To Use Bayes or not? • Professional Statisticians are much more Bayes-oriented in last 20 years • Computationally possible • Philosophically coherent • (solipsistic?? Subjective Bayes…) • In HEP: want to publish result, not prior • We want to talk about P(theory|data) • But this requires prior: P(theory) • Likelihoods we can agree on! • Conclusions should be insensitive to a range of priors • Probably true, with enough data • Search limits DO depend on priors! • Hard to convince anyone of a single objective prior!!! • Unpleasant properties of naïve frequentist limits, too • Feldman-Cousins is current consensus • Systematic errors hard to treat in frequentist • PDG currently recommends Bayes “smearing of likelihood” • close in spirit to Cousins-Highland mixed Frequentist-Bayesian
Michael Goldstein • A real pleasure to have you here! • Since subjective Bayes is rarely used in HEP, but is “known” to be the “coherent” version, it has been very enlightening: • “Sensitivity Analysis is at the heart of scientific Bayesianism” • How skeptical would the community as a whole have to be in order not to be convinced. • What prior gives P(hypothesis) > 0.5 • What prior gives P(hypothesis) > 0.99, etc • There’s a split among Bayesians; M.G. is in the group that sees no virtue in objective (“arbitrary”) priors (except as one of many examples of possible prior beliefs in a sensitivity analysis).

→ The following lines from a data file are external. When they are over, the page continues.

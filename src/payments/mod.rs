mod stripe;

pub use stripe::*;

use async_trait::async_trait;

use crate::error::Result;
use crate::models::BillingCustomer;

/// Read-only lookups against the billing provider, used when the local
/// cache has not caught up with the event stream.
#[async_trait]
pub trait BillingApi: Send + Sync {
    async fn retrieve_customer(&self, customer_id: &str) -> Result<BillingCustomer>;
    async fn retrieve_subscription(&self, subscription_id: &str) -> Result<StripeSubscription>;
    async fn retrieve_invoice(&self, invoice_id: &str) -> Result<StripeInvoice>;
}
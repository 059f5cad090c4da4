use axum::{
    Json,
    http::StatusCode,
    response::{IntoResponse, Response},
};
use rusqlite::ErrorCode;
use thiserror::Error;

#[derive(Debug, Error)]
pub enum AppError {
    /// Bad or missing input, rejected before storage is touched.
    #[error("bad request: {0}")]
    BadRequest(String),

    #[error("not found: {0}")]
    NotFound(String),

    #[error("unauthorized")]
    Unauthorized,

    #[error("forbidden: {0}")]
    Forbidden(String),

    /// Webhook signature missing, malformed or wrong.
    #[error("authenticity check failed: {0}")]
    Authenticity(String),

    /// Storage temporarily unavailable (pool exhausted, database busy). Retryable.
    #[error("storage unavailable: {0}")]
    Transient(String),

    #[error("database error: {0}")]
    Database(#[from] rusqlite::Error),

    /// A billing event references data this store does not have yet.
    #[error("upstream inconsistency: {0}")]
    UpstreamInconsistency(String),

    /// The billing provider API failed or returned garbage.
    #[error("upstream error: {0}")]
    Upstream(String),

    #[error("internal error: {0}")]
    Internal(String),
}

pub type Result<T> = std::result::Result<T, AppError>;

impl AppError {
    /// True when retrying the same operation may succeed.
    pub fn is_transient(&self) -> bool {
        match self {
            AppError::Transient(_) => true,
            AppError::Database(rusqlite::Error::SqliteFailure(err, _)) => matches!(
                err.code,
                ErrorCode::DatabaseBusy | ErrorCode::DatabaseLocked
            ),
            _ => false,
        }
    }

    pub fn status_code(&self) -> StatusCode {
        match self {
            AppError::BadRequest(_) => StatusCode::BAD_REQUEST,
            AppError::NotFound(_) => StatusCode::NOT_FOUND,
            AppError::Unauthorized => StatusCode::UNAUTHORIZED,
            AppError::Forbidden(_) | AppError::Authenticity(_) => StatusCode::FORBIDDEN,
            AppError::Transient(_) => StatusCode::SERVICE_UNAVAILABLE,
            AppError::Database(_) if self.is_transient() => StatusCode::SERVICE_UNAVAILABLE,
            AppError::Database(_) | AppError::Internal(_) => StatusCode::INTERNAL_SERVER_ERROR,
            // Acknowledged so the provider does not retry a poison event.
            AppError::UpstreamInconsistency(_) => StatusCode::OK,
            AppError::Upstream(_) => StatusCode::BAD_GATEWAY,
        }
    }
}

impl From<r2d2::Error> for AppError {
    fn from(err: r2d2::Error) -> Self {
        AppError::Transient(err.to_string())
    }
}

impl From<serde_json::Error> for AppError {
    fn from(err: serde_json::Error) -> Self {
        AppError::BadRequest(format!("invalid JSON: {}", err))
    }
}

impl From<reqwest::Error> for AppError {
    fn from(err: reqwest::Error) -> Self {
        AppError::Upstream(err.to_string())
    }
}

impl IntoResponse for AppError {
    fn into_response(self) -> Response {
        let status = self.status_code();
        if status.is_server_error() {
            tracing::error!(error = %self, "request failed");
        } else {
            tracing::debug!(error = %self, "request rejected");
        }

        // Storage internals stay out of client responses
        let message = match &self {
            AppError::Database(_) => "Database error".to_string(),
            other => other.to_string(),
        };

        (status, Json(serde_json::json!({ "error": message }))).into_response()
    }
}
mod email_events;
mod stripe;

pub use email_events::*;
pub use stripe::*;

use axum::{Router, routing::post};

use crate::db::AppState;

pub fn router() -> Router<AppState> {
    Router::new()
        .route("/webhook/stripe", post(handle_stripe_webhook))
        .route("/webhook/email-events", post(handle_email_events))
}
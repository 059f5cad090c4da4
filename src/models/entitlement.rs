use std::fmt;

use serde::{Deserialize, Deserializer, Serialize, Serializer};
use strum::{AsRefStr, EnumString};

#[derive(Debug, Clone, Copy, PartialEq, Eq, Serialize, Deserialize, AsRefStr, EnumString)]
#[serde(rename_all = "snake_case")]
#[strum(serialize_all = "snake_case")]
pub enum EntitlementStatus {
    Trial,
    Active,
    AwaitingPayment,
    PendingCancellation,
    Suspended,
    Revoked,
}

impl EntitlementStatus {
    /// Statuses under which the product may be used (expiry permitting).
    pub fn grants_access(&self) -> bool {
        matches!(
            self,
            EntitlementStatus::Trial
                | EntitlementStatus::Active
                | EntitlementStatus::PendingCancellation
                | EntitlementStatus::AwaitingPayment
        )
    }
}

/// Where an entitlement came from. The set is open: operators invent new
/// promotional origins, which are kept verbatim.
#[derive(Debug, Clone, PartialEq, Eq, Hash)]
pub enum Origin {
    Trial,
    Stripe,
    Manual,
    Beta,
    Youtuber,
    Support,
    Other(String),
}

impl Origin {
    pub fn as_str(&self) -> &str {
        match self {
            Origin::Trial => "trial",
            Origin::Stripe => "stripe",
            Origin::Manual => "manual",
            Origin::Beta => "beta",
            Origin::Youtuber => "youtuber",
            Origin::Support => "suporte",
            Origin::Other(s) => s,
        }
    }

    pub fn parse(s: &str) -> Self {
        match s.trim().to_lowercase().as_str() {
            "trial" => Origin::Trial,
            "stripe" => Origin::Stripe,
            "manual" => Origin::Manual,
            "beta" => Origin::Beta,
            "youtuber" => Origin::Youtuber,
            "suporte" | "support" => Origin::Support,
            other => Origin::Other(other.to_string()),
        }
    }

    pub fn is_trial(&self) -> bool {
        matches!(self, Origin::Trial)
    }
}

impl fmt::Display for Origin {
    fn fmt(&self, f: &mut fmt::Formatter<'_>) -> fmt::Result {
        f.write_str(self.as_str())
    }
}

impl Serialize for Origin {
    fn serialize<S: Serializer>(&self, serializer: S) -> Result<S::Ok, S::Error> {
        serializer.serialize_str(self.as_str())
    }
}

impl<'de> Deserialize<'de> for Origin {
    fn deserialize<D: Deserializer<'de>>(deserializer: D) -> Result<Self, D::Error> {
        let s = String::deserialize(deserializer)?;
        Ok(Origin::parse(&s))
    }
}

/// Usage right for one SKU under one license.
#[derive(Debug, Clone, Serialize, Deserialize)]
pub struct Entitlement {
    pub id: String,
    pub license_id: String,
    pub product_sku: String,
    pub status: EntitlementStatus,
    pub origin: Origin,
    /// Paid/manual expiry (None = perpetual). Always None for trial origin.
    pub expires_at: Option<i64>,
    /// Trial expiry. Always None for non-trial origin.
    pub trial_expires_at: Option<i64>,
    /// Billing provider subscription this entitlement is correlated with
    pub platform_subscription_id: Option<String>,
    /// `created` time of the last billing event applied to this row
    #[serde(skip_serializing_if = "Option::is_none")]
    pub billing_event_at: Option<i64>,
    pub created_at: i64,
    pub updated_at: i64,
}

impl Entitlement {
    /// The expiry that applies to this entitlement's origin.
    pub fn effective_expiry(&self) -> Option<i64> {
        if self.origin.is_trial() {
            self.trial_expires_at
        } else {
            self.expires_at
        }
    }
}

#[derive(Debug, Clone, Serialize, Deserialize)]
pub struct EntitlementGrant {
    pub id: String,
    pub entitlement_id: String,
    pub grant_source: String,
    pub created_at: i64,
}

/// A (license, sku) pair backed by more than one subscription or grant.
#[derive(Debug, Clone, Serialize)]
pub struct DuplicateSubscription {
    pub license_id: String,
    pub email: String,
    pub family: String,
    pub product_sku: String,
    pub entitlement_count: i64,
    pub grant_count: i64,
    pub subscription_ids: Vec<String>,
}
mod licenses;
mod reports;

pub use licenses::*;
pub use reports::*;

use axum::{
    Router, middleware,
    routing::{delete, get, post},
};

use crate::db::AppState;
use crate::middleware::admin_auth;

pub fn router(state: AppState) -> Router<AppState> {
    Router::new()
        .route("/admin/grants", post(create_grant))
        .route("/admin/grants/{id}", delete(delete_grant))
        .route("/admin/licenses/{id}", get(get_license).delete(delete_license))
        .route("/admin/licenses/{id}/revoke", post(revoke_license))
        .route("/admin/licenses/{id}/unlink-mac", post(unlink_mac))
        .route("/admin/licenses/{id}/revenue", get(license_revenue))
        .route("/admin/entitlements/{id}", delete(delete_entitlement))
        .route("/admin/families/{name}", delete(delete_family))
        .route(
            "/admin/families/{name}/revenue/{month}",
            get(family_month_revenue),
        )
        .route(
            "/admin/reports/duplicate-subscriptions",
            get(duplicate_subscriptions),
        )
        .route("/admin/trial-attempts", get(list_trial_attempts))
        .route("/admin/trial-counters", get(top_trial_counters))
        .route_layer(middleware::from_fn_with_state(state, admin_auth))
}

Michael Goldstein (cont.) • Procedures should obey the likelihood principle. Frequentist methods don’t obey it: fundamental flaw. • Bayesian methods are hard to do right, but they are the only way to attack certain hard problems. • Bayes Linear Methodology: addresses expectations rather than whole pdf’s. • HEP problems: appear to map onto a very similar set of abstract problems.

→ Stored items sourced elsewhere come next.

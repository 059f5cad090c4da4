mod from_row;
pub mod queries;

pub use from_row::{FromRow, query_all, query_one};

use std::sync::Arc;
use std::time::Duration;

use r2d2::Pool;
use r2d2_sqlite::SqliteConnectionManager;
use rusqlite::Connection;

use crate::config::Config;
use crate::error::Result;
use crate::notify::Notifier;
use crate::payments::BillingApi;

pub type DbPool = Pool<SqliteConnectionManager>;

#[derive(Clone)]
pub struct AppState {
    pub db: DbPool,
    pub config: Arc<Config>,
    pub notifier: Arc<dyn Notifier>,
    pub billing_api: Arc<dyn BillingApi>,
}

/// Build a pool whose connections all enforce foreign keys and wait on locks
/// instead of failing immediately.
pub fn create_pool(path: &str) -> Result<DbPool> {
    let manager = SqliteConnectionManager::file(path).with_init(|conn| {
        conn.pragma_update(None, "foreign_keys", "ON")?;
        conn.pragma_update(None, "busy_timeout", 5000)?;
        conn.pragma_update_and_check(None, "journal_mode", "WAL", |_| Ok(()))?;
        Ok(())
    });
    let pool = Pool::builder().max_size(8).build(manager)?;
    Ok(pool)
}

/// Run `op` again while it fails with a transient storage error, up to
/// `attempts` tries in total. Each try must be self-contained (own transaction).
pub async fn retry_transient<T, F>(attempts: u32, mut op: F) -> Result<T>
where
    F: FnMut() -> Result<T>,
{
    let attempts = attempts.max(1);
    let mut attempt = 1;
    loop {
        match op() {
            Err(e) if e.is_transient() && attempt < attempts => {
                tracing::warn!(attempt, error = %e, "transient storage error, retrying");
                tokio::time::sleep(Duration::from_millis(50 * u64::from(attempt))).await;
                attempt += 1;
            }
            other => return other,
        }
    }
}

pub fn init_db(conn: &Connection) -> Result<()> {
    conn.execute_batch(
        r#"
        -- Catalog (owned by product management, read here)
        CREATE TABLE IF NOT EXISTS product_families (
            name TEXT PRIMARY KEY,
            display_name TEXT NOT NULL,
            trial_duration_days INTEGER,
            support_email TEXT,
            created_at INTEGER NOT NULL
        );

        CREATE TABLE IF NOT EXISTS products (
            sku TEXT PRIMARY KEY,
            name TEXT NOT NULL,
            family TEXT NOT NULL REFERENCES product_families(name),
            stripe_price_id TEXT,
            latest_version TEXT,
            download_url TEXT,
            created_at INTEGER NOT NULL
        );
        CREATE INDEX IF NOT EXISTS idx_products_family ON products(family);
        CREATE INDEX IF NOT EXISTS idx_products_price ON products(stripe_price_id);

        CREATE TABLE IF NOT EXISTS suite_components (
            suite_sku TEXT NOT NULL,
            component_sku TEXT NOT NULL,
            PRIMARY KEY (suite_sku, component_sku)
        );

        -- Licenses: one per (email, family), case-insensitive
        CREATE TABLE IF NOT EXISTS licenses (
            id TEXT PRIMARY KEY,
            license_key TEXT NOT NULL UNIQUE,
            email TEXT NOT NULL,
            family TEXT NOT NULL,
            mac_address TEXT,
            stripe_customer_id TEXT,
            phone TEXT,
            locale TEXT,
            email_status TEXT NOT NULL DEFAULT 'ok'
                CHECK (email_status IN ('ok', 'bounced', 'spam_report')),
            created_at INTEGER NOT NULL,
            updated_at INTEGER NOT NULL
        );
        CREATE UNIQUE INDEX IF NOT EXISTS idx_licenses_email_family
            ON licenses(lower(email), lower(family));
        CREATE INDEX IF NOT EXISTS idx_licenses_family_mac
            ON licenses(lower(family), mac_address);

        CREATE TABLE IF NOT EXISTS entitlements (
            id TEXT PRIMARY KEY,
            license_id TEXT NOT NULL REFERENCES licenses(id) ON DELETE CASCADE,
            product_sku TEXT NOT NULL,
            status TEXT NOT NULL CHECK (status IN (
                'trial', 'active', 'awaiting_payment',
                'pending_cancellation', 'suspended', 'revoked'
            )),
            origin TEXT NOT NULL,
            expires_at INTEGER,
            trial_expires_at INTEGER,
            platform_subscription_id TEXT,
            billing_event_at INTEGER,
            created_at INTEGER NOT NULL,
            updated_at INTEGER NOT NULL,
            CHECK (
                (origin = 'trial' AND expires_at IS NULL)
                OR (origin <> 'trial' AND trial_expires_at IS NULL)
            )
        );
        -- Replayed creation events must not double-provision
        CREATE UNIQUE INDEX IF NOT EXISTS idx_entitlements_subscription_sku
            ON entitlements(platform_subscription_id, product_sku)
            WHERE platform_subscription_id IS NOT NULL;
        CREATE INDEX IF NOT EXISTS idx_entitlements_license ON entitlements(license_id);

        CREATE TABLE IF NOT EXISTS entitlement_grants (
            id TEXT PRIMARY KEY,
            entitlement_id TEXT NOT NULL REFERENCES entitlements(id) ON DELETE CASCADE,
            grant_source TEXT NOT NULL,
            created_at INTEGER NOT NULL,
            UNIQUE (entitlement_id, grant_source)
        );

        -- Trial history and abuse counters
        CREATE TABLE IF NOT EXISTS trial_attempts (
            id TEXT PRIMARY KEY,
            email TEXT NOT NULL,
            mac_address TEXT,
            product_sku TEXT NOT NULL,
            family TEXT NOT NULL,
            outcome TEXT NOT NULL CHECK (outcome IN ('granted', 'denied')),
            reason TEXT,
            attempted_at INTEGER NOT NULL
        );
        CREATE INDEX IF NOT EXISTS idx_trial_attempts_family_mac
            ON trial_attempts(lower(family), mac_address);
        CREATE INDEX IF NOT EXISTS idx_trial_attempts_time ON trial_attempts(attempted_at);

        CREATE TABLE IF NOT EXISTS trial_attempt_counters (
            kind TEXT NOT NULL CHECK (kind IN ('email', 'mac')),
            value TEXT NOT NULL,
            attempts INTEGER NOT NULL DEFAULT 0,
            denied INTEGER NOT NULL DEFAULT 0,
            last_attempt_at INTEGER NOT NULL,
            PRIMARY KEY (kind, value)
        );

        -- Billing provider customer cache
        CREATE TABLE IF NOT EXISTS billing_customers (
            customer_id TEXT PRIMARY KEY,
            email TEXT,
            name TEXT,
            phone TEXT,
            locale TEXT,
            updated_at INTEGER NOT NULL
        );

        -- Ledger
        CREATE TABLE IF NOT EXISTS ledger_transactions (
            provider_transaction_id TEXT PRIMARY KEY,
            kind TEXT NOT NULL CHECK (kind IN ('payment', 'refund')),
            subscription_id TEXT NOT NULL,
            license_id TEXT,
            family TEXT,
            amount_minor INTEGER NOT NULL,
            currency TEXT NOT NULL,
            occurred_at INTEGER NOT NULL,
            recorded_at INTEGER NOT NULL
        );
        CREATE INDEX IF NOT EXISTS idx_ledger_transactions_subscription
            ON ledger_transactions(subscription_id);

        CREATE TABLE IF NOT EXISTS subscription_revenue (
            subscription_id TEXT NOT NULL,
            currency TEXT NOT NULL,
            license_id TEXT,
            gross_minor INTEGER NOT NULL DEFAULT 0,
            updated_at INTEGER NOT NULL,
            PRIMARY KEY (subscription_id, currency)
        );
        CREATE INDEX IF NOT EXISTS idx_subscription_revenue_license
            ON subscription_revenue(license_id);

        CREATE TABLE IF NOT EXISTS family_monthly_revenue (
            family TEXT NOT NULL,
            month TEXT NOT NULL,
            currency TEXT NOT NULL,
            gross_minor INTEGER NOT NULL DEFAULT 0,
            updated_at INTEGER NOT NULL,
            PRIMARY KEY (family, month, currency)
        );

        -- Webhook replay protection
        CREATE TABLE IF NOT EXISTS processed_billing_events (
            event_id TEXT PRIMARY KEY,
            event_type TEXT NOT NULL,
            processed_at INTEGER NOT NULL
        );
        "#,
    )?;
    Ok(())
}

Cousins would add: • (Coherent) Subjective priors behave like real probabilities under transformations, unlike, e.g., flat priors. • M.G. represents only one school of Bayesian stats, but I don’t think you will find a school advocating uniform prior for a Poisson mean. • M.G. portrays Bayesian methods as hard, but worth the effort. This should be stressed in HEP, where the hard part (subjective prior) is dodged, and the math is (indeed) easily cranked out (without backwards thinking) to give an “answer” that I think is without much content unless evaluated by frequentist standards. • I think M.G.’s point about sensitivity analysis has to be taken to heart in HEP, whether one uses objective or subjective priors.

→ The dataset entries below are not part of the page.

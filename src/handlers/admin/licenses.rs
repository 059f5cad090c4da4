use axum::{
    Json,
    extract::{Path, State},
    http::StatusCode,
};
use serde::Serialize;

use crate::db::{AppState, queries};
use crate::error::{AppError, Result};
use crate::models::{Entitlement, EntitlementGrant, License};
use crate::provisioning::{self, AdminGrantRequest, ProvisionOutcome};

#[derive(Serialize)]
pub struct EntitlementWithGrants {
    #[serde(flatten)]
    pub entitlement: Entitlement,
    pub grants: Vec<EntitlementGrant>,
}

#[derive(Serialize)]
pub struct LicenseDetail {
    #[serde(flatten)]
    pub license: License,
    pub entitlements: Vec<EntitlementWithGrants>,
}

pub async fn create_grant(
    State(state): State<AppState>,
    Json(req): Json<AdminGrantRequest>,
) -> Result<(StatusCode, Json<ProvisionOutcome>)> {
    let outcome = provisioning::admin_grant(&state, req).await?;
    Ok((StatusCode::CREATED, Json(outcome)))
}

pub async fn get_license(
    State(state): State<AppState>,
    Path(id): Path<String>,
) -> Result<Json<LicenseDetail>> {
    let conn = state.db.get()?;
    let license = queries::get_license_by_id(&conn, &id)?
        .ok_or_else(|| AppError::NotFound("License not found".into()))?;

    let entitlements = queries::list_entitlements_for_license(&conn, &license.id)?
        .into_iter()
        .map(|entitlement| {
            let grants = queries::list_grants_for_entitlement(&conn, &entitlement.id)?;
            Ok(EntitlementWithGrants { entitlement, grants })
        })
        .collect::<Result<Vec<_>>>()?;

    Ok(Json(LicenseDetail {
        license,
        entitlements,
    }))
}

pub async fn revoke_license(
    State(state): State<AppState>,
    Path(id): Path<String>,
) -> Result<Json<serde_json::Value>> {
    let conn = state.db.get()?;
    if queries::get_license_by_id(&conn, &id)?.is_none() {
        return Err(AppError::NotFound("License not found".into()));
    }

    let revoked = queries::revoke_license_entitlements(&conn, &id)?;
    tracing::info!(license_id = %id, revoked, "license revoked by admin");

    Ok(Json(serde_json::json!({ "revoked": revoked })))
}

pub async fn unlink_mac(
    State(state): State<AppState>,
    Path(id): Path<String>,
) -> Result<Json<serde_json::Value>> {
    let conn = state.db.get()?;
    if !queries::clear_license_mac(&conn, &id)? {
        return Err(AppError::NotFound("License not found".into()));
    }
    tracing::info!(license_id = %id, "MAC binding cleared by admin");

    Ok(Json(serde_json::json!({ "unlinked": true })))
}

pub async fn delete_license(
    State(state): State<AppState>,
    Path(id): Path<String>,
) -> Result<StatusCode> {
    let conn = state.db.get()?;
    if !queries::delete_license(&conn, &id)? {
        return Err(AppError::NotFound("License not found".into()));
    }
    tracing::info!(license_id = %id, "license deleted by admin");
    Ok(StatusCode::NO_CONTENT)
}

pub async fn delete_entitlement(
    State(state): State<AppState>,
    Path(id): Path<String>,
) -> Result<StatusCode> {
    let conn = state.db.get()?;
    if !queries::delete_entitlement(&conn, &id)? {
        return Err(AppError::NotFound("Entitlement not found".into()));
    }
    tracing::info!(entitlement_id = %id, "entitlement deleted by admin");
    Ok(StatusCode::NO_CONTENT)
}

pub async fn delete_grant(
    State(state): State<AppState>,
    Path(id): Path<String>,
) -> Result<Json<serde_json::Value>> {
    let mut conn = state.db.get()?;
    let entitlement_deleted = match queries::delete_grant(&mut conn, &id)? {
        queries::GrantDeletion::NotFound => {
            return Err(AppError::NotFound("Grant not found".into()));
        }
        queries::GrantDeletion::Deleted => false,
        queries::GrantDeletion::DeletedWithEntitlement => true,
    };
    tracing::info!(grant_id = %id, entitlement_deleted, "grant deleted by admin");

    Ok(Json(serde_json::json!({
        "deleted": true,
        "entitlement_deleted": entitlement_deleted,
    })))
}

pub async fn delete_family(
    State(state): State<AppState>,
    Path(name): Path<String>,
) -> Result<Json<queries::FamilyPurge>> {
    let mut conn = state.db.get()?;
    let purge = queries::delete_family_cascade(&mut conn, &name)?
        .ok_or_else(|| AppError::NotFound("Family not found".into()))?;
    tracing::warn!(family = %name, licenses = purge.licenses, "family purged by admin");
    Ok(Json(purge))
}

Cousins’ Last Words (for now!) • The area under the likelihood function is meaningless. • Mode of a probability density is metric-dependent, as are shortest intervals. • A confidence interval is a statement about P(data | parameters), not P(parameters | data) • Don’t confuse confidence intervals (statements about parameter) with goodness of fit (statement about model itself). • P(non-SM physics | data) requires a prior; you won’t get it from frequentist statistics. • The argument for coherence of Bayesian P is based on P = subjective degree of belief.